Scientific research often requires sophisticated equipment like radio telescopes or laboratories. This infrastructure is essential for scientific discovery. But another form of infrastructure is now essential too: synthesis centres. These specialise in bringing together experts across academic fields and geographies.

Today researchers must address complex problems that cut across disciplines, countries and socioeconomic divides. Climate change, infectious diseases, biodiversity loss and poverty are all problems that cannot be solved by any individual research discipline.

To address this challenge, synthesis centres offer something rare. They dedicate resources, time and space for highly diverse teams of researchers from multiple disciplines, institutions and locations to immerse themselves in a complex problem. These teams meet often and bring together diverse knowledge and datasets.
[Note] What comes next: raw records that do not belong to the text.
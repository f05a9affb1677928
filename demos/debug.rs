/*!
# Argset: Debug

This example parses the runtime arguments against a handful of flags,
prints what it found, and offers suggestions for anything that looks like a
mistyped flag.

Set `RUST_LOG=argset=trace` to see what's going on under the hood, e.g.:
RUST_LOG=argset=trace cargo run --example debug -- --verbsoe --paths a b
*/

use argset::{
	FlagSet,
	FlagState,
	Suggestor,
};
use tracing_subscriber::EnvFilter;



fn main() {
	tracing_subscriber::fmt()
		.with_env_filter(EnvFilter::from_default_env())
		.with_writer(std::io::stderr)
		.init();

	let mut set = FlagSet::new();
	let help = set.switch("--help").expect("Registration failed.");
	set.alias("-h", help).expect("Registration failed.");
	let verbose = set.switch("--verbose").expect("Registration failed.");
	set.alias("-v", verbose).expect("Registration failed.");
	let threads = set.single_with("--threads", "1").expect("Registration failed.");
	let paths = set.multi("--paths").expect("Registration failed.");

	let report = set.parse_env().expect("Parsing failed.");
	println!(
		"\x1b[2mTokens:\x1b[0m {} ({} flag(s), {} value(s), {} unmatched)\n",
		report.total(),
		report.triggers,
		report.values,
		report.unmatched,
	);

	if help.value(&set) {
		println!("Usage: debug [-h|--help] [-v|--verbose] [--threads <N>] [--paths <PATH>…]");
		return;
	}

	println!("--verbose  {}", verbose.value(&set));
	println!("--threads  {}", threads.value(&set).unwrap_or("(none)"));
	match paths.state(&set) {
		FlagState::Set => println!("--paths    {:?}", paths.value(&set)),
		_ => println!("--paths    (absent)"),
	}

	let sug: Suggestor = set.suggestor().with_max_distance(3);
	for token in set.unmatched() {
		if ! token.starts_with('-') {
			println!("\n\x1b[2mIgnoring:\x1b[0m {token}");
		}
		else if let Some(close) = sug.suggest(token) {
			println!("\n\x1b[1;91mUnknown:\x1b[0m {token} \x1b[2m(did you mean {close}?)\x1b[0m");
		}
		else {
			println!("\n\x1b[1;91mUnknown:\x1b[0m {token}");
		}
	}
}
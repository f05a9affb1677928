/*!
# Argset: Errors.
*/

use thiserror::Error;



#[derive(Debug, Clone, Eq, PartialEq, Error)]
/// # Error!
///
/// Registration and bounds problems. Tokens that simply don't match anything
/// are _not_ errors; see [`FlagSet::unmatched`](crate::FlagSet::unmatched).
pub enum FlagError {
	#[error("Duplicate key: {0}")]
	/// # Duplicate Key.
	///
	/// The name is already registered with the set, either as a flag or as
	/// an alias.
	DuplicateKey(String),

	#[error("Foreign key: {0}")]
	/// # Foreign Flag.
	///
	/// An alias was pointed at a flag belonging to some other set.
	ForeignFlag(String),

	#[error("Invalid key: {0:?}")]
	/// # Invalid Key.
	///
	/// Keys cannot be empty or contain whitespace.
	InvalidKey(String),

	#[error("Index {idx} is out of range for {len} argument(s).")]
	/// # Out of Range.
	OutOfRange {
		/// # Requested Index.
		idx: usize,

		/// # Total Length.
		len: usize,
	},

	#[error("The flag set has already been parsed.")]
	/// # Already Parsed.
	///
	/// A [`FlagSet`](crate::FlagSet) can only be parsed once, and cannot
	/// accept new registrations afterwards.
	Parsed,
}

impl FlagError {
	#[must_use]
	/// # As String Slice.
	///
	/// Return a static description of the error kind, minus the specifics.
	pub const fn as_str(&self) -> &'static str {
		match self {
			Self::DuplicateKey(_) => "Duplicate key.",
			Self::ForeignFlag(_) => "Foreign key.",
			Self::InvalidKey(_) => "Invalid key.",
			Self::OutOfRange { .. } => "Index out of range.",
			Self::Parsed => "Already parsed.",
		}
	}
}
Synthesis teams are a powerful way to accelerate scientific discovery and connect these insights to action.

For example, a synthesis team from academia, business and government applied lessons on how shared resources like fisheries and forests cope with change. They used this knowledge to make recommendations to the United Nations on regulating antibiotic use to prevent antibiotic resistance harming people.

A synthesis centre in Africa would massively improve the ability of researchers to understand complex problems like this. This understanding is essential for countries and communities to successfully manage the impact of people on the environment. And the impact of changing environments on people. There would be advantages to setting up the first centre in South Africa given its record in putting together multidisciplinary teams.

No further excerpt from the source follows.